The Business of Keeping Businesses Going . . . on #the other5th

The past year has not been an easy one for Mark Caserta: long days, high stress, lots of pivots, even a touch of danger. It may be premature to say the worst is over, but Caserta has at least earned the right to ease up a bit, and even to enjoy a bit of optimism for the year to come.

Caserta, a Civic Council trustee, is Executive Director of the Park Slope Fifth Avenue Business Improvement District (BID), prime booster for the businesses that line the avenue and several side streets from Dean Street to 18th Street. According to Park Slope Patch, 66 of the 520 storefronts in the BID were empty at the height of the pandemic in October, the highest vacancy rate since the BID was formed 12 years ago. That number is now down to 60, with several more establishments in the pipeline. In all, Caserta says, 40 places closed but 51 either opened or are in the process.

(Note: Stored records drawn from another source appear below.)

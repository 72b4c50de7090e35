//! # SQLite Storage
//!
//! Key-value storage on a single SQLite table, the device-local default.
//!
//! ## Architecture
//! ```text
//! ┌─────────────────────────────────────────────────────────────────────────┐
//! │                      SQLite Key-Value Storage                           │
//! │                                                                         │
//! │  StorageConfig::new(path) ← Configure pool settings                    │
//! │       │                                                                 │
//! │       ▼                                                                 │
//! │  SqliteStorage::open(config).await ← Create pool + run migrations      │
//! │       │                                                                 │
//! │       ▼                                                                 │
//! │  ┌──────────────────────────────────────────────────────────┐          │
//! │  │ key_value_store                                          │          │
//! │  │ key (PK)                 │ value        │ updated_at     │          │
//! │  │ ─────────────────────────┼──────────────┼─────────────── │          │
//! │  │ @GoMarketplace:products  │ [{"id":...}] │ 2026-10-19T... │          │
//! │  └──────────────────────────────────────────────────────────┘          │
//! │                                                                         │
//! │  get_item → SELECT value ... WHERE key = ?                             │
//! │  set_item → INSERT ... ON CONFLICT(key) DO UPDATE (upsert)             │
//! └─────────────────────────────────────────────────────────────────────────┘
//! ```
//!
//! ## WAL Mode
//! File databases use WAL so the startup read never waits on a persist.

use std::path::{Path, PathBuf};
use std::str::FromStr;
use std::time::Duration;

use async_trait::async_trait;
use chrono::Utc;
use sqlx::sqlite::{SqliteConnectOptions, SqliteJournalMode, SqlitePoolOptions, SqliteSynchronous};
use sqlx::SqlitePool;
use tracing::{debug, info};

use super::KeyValueStorage;
use crate::error::{StoreError, StoreResult};
use crate::migrations;

/// Path value that selects a private in-memory database.
const IN_MEMORY_PATH: &str = ":memory:";

// =============================================================================
// Configuration
// =============================================================================

/// Where the key-value table lives and how its pool is sized.
///
/// Only two things ever touch the table: the startup load and the persist
/// worker. A handful of connections is plenty.
///
/// ## Example
/// ```rust,ignore
/// let config = StorageConfig::new("/path/to/gomarket.db")
///     .max_connections(2);
/// ```
#[derive(Debug, Clone)]
pub struct StorageConfig {
    /// Database file, or `:memory:` for a store that dies with the process.
    pub database_path: PathBuf,

    /// Pool size shared by loads and persists.
    pub max_connections: u32,

    /// How long a get or set waits for a free connection before failing.
    pub acquire_timeout: Duration,

    /// Create `key_value_store` on open if it does not exist yet.
    pub run_migrations: bool,
}

impl StorageConfig {
    /// Creates a configuration for the database file at `path`.
    ///
    /// The file (and its parent directory) is created if missing.
    pub fn new(path: impl Into<PathBuf>) -> Self {
        StorageConfig {
            database_path: path.into(),
            max_connections: 5,
            acquire_timeout: Duration::from_secs(10),
            run_migrations: true,
        }
    }

    /// Sets the pool size.
    pub fn max_connections(mut self, max: u32) -> Self {
        self.max_connections = max;
        self
    }

    /// Sets whether the table is created on open.
    pub fn run_migrations(mut self, run: bool) -> Self {
        self.run_migrations = run;
        self
    }

    /// Creates an in-memory database configuration (for testing).
    ///
    /// The database lives on the pool's single connection and disappears
    /// with the storage.
    pub fn in_memory() -> Self {
        StorageConfig {
            database_path: PathBuf::from(IN_MEMORY_PATH),
            // Each connection would see its own empty database
            max_connections: 1,
            acquire_timeout: Duration::from_secs(5),
            run_migrations: true,
        }
    }

    /// Checks whether this configuration selects an in-memory database.
    pub fn is_in_memory(&self) -> bool {
        self.database_path == Path::new(IN_MEMORY_PATH)
    }
}

// =============================================================================
// Storage
// =============================================================================

/// SQLite-backed [`KeyValueStorage`].
#[derive(Debug, Clone)]
pub struct SqliteStorage {
    pool: SqlitePool,
}

impl SqliteStorage {
    /// Opens (creating if needed) the database and applies migrations.
    ///
    /// ## What This Does
    /// 1. Creates the parent directory and database file if missing
    /// 2. Configures SQLite: WAL journal, NORMAL synchronous
    /// 3. Creates the connection pool
    /// 4. Runs migrations (if enabled)
    pub async fn open(config: StorageConfig) -> StoreResult<Self> {
        info!(
            path = %config.database_path.display(),
            "Opening key-value storage"
        );

        let in_memory = config.is_in_memory();

        let connect_options = if in_memory {
            SqliteConnectOptions::from_str("sqlite::memory:")
                .map_err(|e| StoreError::ConnectionFailed(e.to_string()))?
        } else {
            if let Some(parent) = config.database_path.parent() {
                if !parent.as_os_str().is_empty() {
                    std::fs::create_dir_all(parent)?;
                }
            }

            SqliteConnectOptions::new()
                .filename(&config.database_path)
                // Readers don't block the persist writer and vice versa
                .journal_mode(SqliteJournalMode::Wal)
                .synchronous(SqliteSynchronous::Normal)
        };
        let connect_options = connect_options.create_if_missing(true);

        debug!(in_memory, "Connection options configured");

        let mut pool_options = SqlitePoolOptions::new()
            .max_connections(config.max_connections)
            .acquire_timeout(config.acquire_timeout);

        if in_memory {
            // Recycling the only connection would drop the database
            pool_options = pool_options
                .min_connections(1)
                .idle_timeout(None)
                .max_lifetime(None);
        }

        let pool = pool_options
            .connect_with(connect_options)
            .await
            .map_err(|e| StoreError::ConnectionFailed(e.to_string()))?;

        info!(
            max_connections = config.max_connections,
            "Storage pool created"
        );

        let storage = SqliteStorage { pool };

        if config.run_migrations {
            storage.run_migrations().await?;
        }

        Ok(storage)
    }

    /// Runs database migrations.
    pub async fn run_migrations(&self) -> StoreResult<()> {
        info!("Running storage migrations");
        migrations::run_migrations(&self.pool).await?;
        info!("Migrations complete");
        Ok(())
    }

    /// Returns a reference to the connection pool.
    pub fn pool(&self) -> &SqlitePool {
        &self.pool
    }

    /// Returns when `key` was last written, as stored (RFC 3339, UTC).
    pub async fn updated_at(&self, key: &str) -> StoreResult<Option<String>> {
        let stamp = sqlx::query_scalar::<_, String>(
            "SELECT updated_at FROM key_value_store WHERE key = ?1",
        )
        .bind(key)
        .fetch_optional(&self.pool)
        .await?;

        Ok(stamp)
    }

    /// Closes the connection pool.
    ///
    /// After calling close, all storage operations will fail.
    pub async fn close(&self) {
        info!("Closing storage connection pool");
        self.pool.close().await;
    }

    /// Checks if the database is responsive.
    pub async fn health_check(&self) -> bool {
        sqlx::query("SELECT 1").execute(&self.pool).await.is_ok()
    }
}

#[async_trait]
impl KeyValueStorage for SqliteStorage {
    async fn get_item(&self, key: &str) -> StoreResult<Option<String>> {
        let value =
            sqlx::query_scalar::<_, String>("SELECT value FROM key_value_store WHERE key = ?1")
                .bind(key)
                .fetch_optional(&self.pool)
                .await?;

        debug!(key = %key, found = value.is_some(), "get_item");
        Ok(value)
    }

    async fn set_item(&self, key: &str, value: &str) -> StoreResult<()> {
        let now = Utc::now().to_rfc3339();

        sqlx::query(
            r#"
            INSERT INTO key_value_store (key, value, updated_at)
            VALUES (?1, ?2, ?3)
            ON CONFLICT(key) DO UPDATE SET
                value = excluded.value,
                updated_at = excluded.updated_at
            "#,
        )
        .bind(key)
        .bind(value)
        .bind(&now)
        .execute(&self.pool)
        .await?;

        debug!(key = %key, bytes = value.len(), "set_item");
        Ok(())
    }
}

// =============================================================================
// Unit Tests
// =============================================================================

The BID launched several initiatives over the past year to keep businesses going, from helping owners secure Payroll Protection loans to launching the Park Slope Gift Card, good for purchases at hundreds of locations all around the neighborhood. Nothing, however, has helped more than Open Streets, which ran from last July to December and resumed on March 13.

Several stretches of 5th Avenue are closed to traffic Saturdays from 11am to 10pm. The program’s success is obvious not just in the crowds, the packed outdoor seating spaces, and the bustle of wait staff back at work. There’s a spirit up and down the avenue, a weekly celebration of survival and release from isolation. Restaurants and bars report doing more business on Open Street Saturdays than on typical Saturdays before the pandemic. Caserta says the success of Open Streets has been a major positive factor in helping fill all those vacant storefronts.

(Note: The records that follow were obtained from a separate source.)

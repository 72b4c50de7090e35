//! Command-line arguments.

use std::path::PathBuf;

use clap::{Args, Parser, Subcommand};
use gomarket_core::Product;

/// Inspect and edit the GoMarketplace cart stored on this device.
#[derive(Debug, Parser)]
#[command(name = "gomarket", version, about)]
pub struct Cli {
    /// Config file (defaults to the platform config directory).
    #[arg(long, global = true, value_name = "FILE")]
    pub config: Option<PathBuf>,

    /// Database file, overriding config and environment.
    #[arg(long, global = true, value_name = "FILE")]
    pub db: Option<PathBuf>,

    /// Pretty-print JSON output.
    #[arg(long, global = true)]
    pub pretty: bool,

    #[command(subcommand)]
    pub command: Command,
}

#[derive(Debug, Clone, Subcommand)]
pub enum Command {
    /// Print the cart.
    Show,

    /// Add a product (or bump its quantity if already in the cart).
    Add(AddArgs),

    /// Increase a product's quantity by one.
    Increment {
        /// Product id.
        id: String,
    },

    /// Decrease a product's quantity by one, removing it at zero.
    Decrement {
        /// Product id.
        id: String,
    },

    /// Print the effective configuration.
    Config,
}

#[derive(Debug, Clone, Args)]
pub struct AddArgs {
    /// Product id.
    #[arg(long)]
    pub id: String,

    /// Display title.
    #[arg(long)]
    pub title: String,

    /// Image location.
    #[arg(long, default_value = "")]
    pub image_url: String,

    /// Unit price.
    #[arg(long, allow_hyphen_values = true)]
    pub price: f64,
}

impl From<&AddArgs> for Product {
    fn from(args: &AddArgs) -> Self {
        Product::new(
            args.id.clone(),
            args.title.clone(),
            args.image_url.clone(),
            args.price,
        )
    }
}

#[cfg(test)]
mod tests {
    use super::*;

    #[test]
    fn test_parse_add() {
        let cli = Cli::try_parse_from([
            "gomarket", "--pretty", "add", "--id", "a", "--title", "T", "--image-url", "u",
            "--price", "10",
        ])
        .unwrap();

        assert!(cli.pretty);
        match cli.command {
            Command::Add(args) => {
                assert_eq!(Product::from(&args), Product::new("a", "T", "u", 10.0));
            }
            other => panic!("unexpected command: {:?}", other),
        }
    }

    #[test]
    fn test_parse_global_db_after_subcommand() {
        let cli = Cli::try_parse_from(["gomarket", "increment", "a", "--db", "/tmp/c.db"]).unwrap();

        assert_eq!(cli.db, Some(PathBuf::from("/tmp/c.db")));
        assert!(matches!(cli.command, Command::Increment { ref id } if id == "a"));
    }

    #[test]
    fn test_negative_price_reaches_validation() {
        let cli = Cli::try_parse_from([
            "gomarket", "add", "--id", "a", "--title", "T", "--price", "-1",
        ])
        .unwrap();

        assert!(matches!(cli.command, Command::Add(ref args) if args.price == -1.0));
    }

    #[test]
    fn test_missing_subcommand_is_rejected() {
        assert!(Cli::try_parse_from(["gomarket"]).is_err());
    }
}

But if we who enjoy the elan of Open Streets take it for granted, we should know that it has come into being only through massive effort.

Almost as soon as the pandemic hit last spring, the BID began gathering petitions from bars and restaurants asking the city to shut down the avenue to traffic on weekends and open it up to pedestrians and businesses. “The minute the city gave the go ahead,” says Caserta, “they were ready to go.”

That was the easy part. Much harder was the physical closure of the streets. Caserta and Deputy Director Joanna Tallantire spent 13 hours each Saturday wrangling barriers, stopping traffic, and patrolling the closed blocks. They were aided by a few volunteers but received no money from the city and no assistance from the police, who have taken a hands-off approach to Open Streets. The only help they got was the city’s donation of a hundred or so barricades, “many of which were badly in need of repair,” says Caserta.

From lessons learned and memories of exhaustion, Caserta decided to hire staff this year. The BID launched a fundraising campaign with a goal of $50,000. To date, they’ve taken in $59,000, including a $5,000 grant from ConEd, $2,500 from Corcoran Realty, $29,000 from individual donations, and the remainder from bars and restaurants. This year’s budget for Open Streets is $80,000, with Sundays due to be added to the program in July, and with the BID chipping in the difference.

Caserta has used the money to buy more barricades but primarily to hire nine staffers thus far, with the hunt on for at least six more. The workers, who are obvious from their yellow vests, are all veterans of crowd control, having worked such events as the Gay Pride Parade. “The workers get $25 an hour and earn every penny of it,” says Caserta.

Though Fifth Avenue’s Open Streets program has not been the subject of the angry, organized opposition reported in other parts of the city, it has not been without its drama. There have been numerous dangerous confrontations sparked primarily by enraged drivers.

“Several drivers have destroyed barricades,” reports Caserta. “One woman picked up a barricade and threw it at one of our workers. There have been truly terrifying moments with drivers, some of whom seemed obviously drunk, and we’ve had a number of close calls. And then there are people who are just very, very angry that we’ve blocked the street.”

“There have been other complaints, about parking, overcrowding and noise. We respond as best we can, let owners know when there are complaints, but listen, we’re running a rescue mission for businesses here. We’re talking about survival, and that comes first.”

“It breaks my heart that 40 businesses closed. We lost half of our women-owned boutiques. There was so much doom and gloom in the beginning. But I’m seeing lots of entrepreneurship out there, and that’s inspiring. Also, owners have managed to secure lots of state, local and federal funds.”

“Now I’m thinking, cautiously, that we might get out of this okay.”